Super Monkey Ball Physics Calculator
Calculate your exact takeoff speed, air time, and gap clearance based on floor tilt and character weight.
Level Kinematics
Trajectory Output
The Physics Engine of Super Monkey Ball
Super Monkey Ball is famous for its deceptively simple premise: you don't control the monkey; you control the floor. By tilting the world, gravity pulls the ball. Understanding how the physics engine calculates momentum is the key to executing massive speedrun skips and clearing impossible gaps.
Acceleration & Character Weight
While standard gravity pulls at a constant rate, the characters in the game have distinct mechanical attributes that alter how they interact with that gravity. GonGon is heavy—he accelerates slowly when the floor is tilted, but he maintains momentum better and possesses a much higher maximum velocity. Baby, on the other hand, accelerates instantly, making him ideal for quick bursts of speed on short platforms, but his top speed caps out much earlier.
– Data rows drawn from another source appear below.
//! Output sinks
//!
//! Copying algorithms emit through [`Output`]. `Vec<T>` is the unbounded
//! appending sink; [`RangeOutput`] bounds emission by a writable cursor
//! range and turns overrun into an explicit error instead of writing past
//! the destination.

use crate::cursor::{Forward, Output, Writable};
use crate::EngineError;

impl<T> Output for Vec<T> {
    type Item = T;

    fn put(&mut self, value: T) -> Result<(), EngineError> {
        self.push(value);
        Ok(())
    }
}

/// Bounded sink over a writable cursor range `[at, last)`.
#[derive(Debug, Clone)]
pub struct RangeOutput<C> {
    at: C,
    last: C,
    written: usize,
}

impl<C: Writable + Forward> RangeOutput<C> {
    /// Sink that writes into `[first, last)` front to back.
    pub fn new(first: C, last: C) -> Self {
        Self {
            at: first,
            last,
            written: 0,
        }
    }

    /// Number of elements written so far.
    pub fn written(&self) -> usize {
        self.written
    }

    /// The cursor one past the last written position.
    pub fn position(&self) -> C {
        self.at.clone()
    }
}

impl<C: Writable + Forward> Output for RangeOutput<C> {
    type Item = C::Item;

    fn put(&mut self, value: Self::Item) -> Result<(), EngineError> {
        if self.at == self.last {
            return Err(EngineError::DestinationFull {
                written: self.written,
            });
        }
        self.at.write(value);
        self.at = self.at.next();
        self.written += 1;
        Ok(())
    }
}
Distance = (Velocity² × sin(2 × Launch Angle)) / Gravity
This means that doubling your speed doesn't just double your jump distance; it quadruples it! Maximizing your run-up before hitting a ramp yields exponential returns on air time.
Optimizing Launch Angles
Hitting a ramp in Super Monkey Ball applies standard kinematics. Mathematically, a 45-degree ramp provides the absolute maximum horizontal distance for any given speed. However, if a ramp is too steep (e.g., 60 degrees), the ball will convert too much of its horizontal momentum into vertical height, resulting in a lofty jump that falls short of the target gap.
Why did my ball bounce backward on landing?
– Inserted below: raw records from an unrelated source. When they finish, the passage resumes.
//! Permutation stepping round-trips

use std::collections::HashSet;

use strider::permute::{next_permutation, prev_permutation};
use strider::seq::Slots;
use test_case::test_case;

mod test_helpers;
use test_helpers::slots_of;

fn factorial(n: usize) -> usize {
    (1..=n).product()
}

#[test_case(&[1]; "single element")]
#[test_case(&[1, 2, 3]; "three distinct")]
#[test_case(&[1, 2, 3, 4]; "four distinct")]
#[test_case(&[1, 2, 3, 4, 5]; "five distinct")]
fn next_permutation_visits_n_factorial_orders(start: &[i32]) {
    let s = slots_of(start);
    let mut seen = HashSet::new();
    seen.insert(s.snapshot());
    while next_permutation(s.begin(), s.end()) {
        assert!(seen.insert(s.snapshot()), "permutation repeated");
    }
    assert_eq!(seen.len(), factorial(start.len()));
    // The failed step reset the range to sorted order.
    assert_eq!(s.snapshot(), start.to_vec());
}

#[test]
fn duplicates_shrink_the_orbit() {
    // 3 elements with one duplicate pair: 3!/2! = 3 distinct orders.
    let s = Slots::from(vec![1, 1, 2]);
    let mut count = 1;
    while next_permutation(s.begin(), s.end()) {
        count += 1;
    }
    assert_eq!(count, 3);
}

#[test]
fn descending_input_wraps_to_ascending() {
    let s = Slots::from(vec![3, 2, 1]);
    assert!(!next_permutation(s.begin(), s.end()));
    assert_eq!(s.snapshot(), vec![1, 2, 3]);
}

#[test]
fn prev_permutation_retraces_next() {
    let s = Slots::from(vec![1, 3, 4, 2]);
    let before = s.snapshot();
    assert!(next_permutation(s.begin(), s.end()));
    assert!(prev_permutation(s.begin(), s.end()));
    assert_eq!(s.snapshot(), before);
}

#[test]
fn full_cycle_returns_to_start() {
    let s = Slots::from(vec![2, 1, 3]);
    let start = s.snapshot();
    let mut steps = 0;
    loop {
        let wrapped = !next_permutation(s.begin(), s.end());
        steps += 1;
        if wrapped {
            break;
        }
        assert!(steps <= 6, "cycle longer than 3! ");
    }
    // Continue from the reset until we meet the starting order again.
    while s.snapshot() != start {
        assert!(next_permutation(s.begin(), s.end()));
    }
    assert_eq!(s.snapshot(), start);
}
Super Monkey Ball simulates kinetic energy retention. If you land on a flat surface from an extreme height, the vertical energy is converted into a heavy bounce. If you hold back on the analog stick (tilting the floor backward) just as you land, it severely reduces the bounce height, allowing you to regain control quickly.
Does the camera angle affect speed?
No, the camera itself does not change the physics math. However, the floor tilts relative to the camera's orientation. Speedrunners often quickly jerk the camera 45 degrees to push the ball diagonally across the grid, maximizing the tilt angle along both the X and Z axes simultaneously for a slight acceleration boost.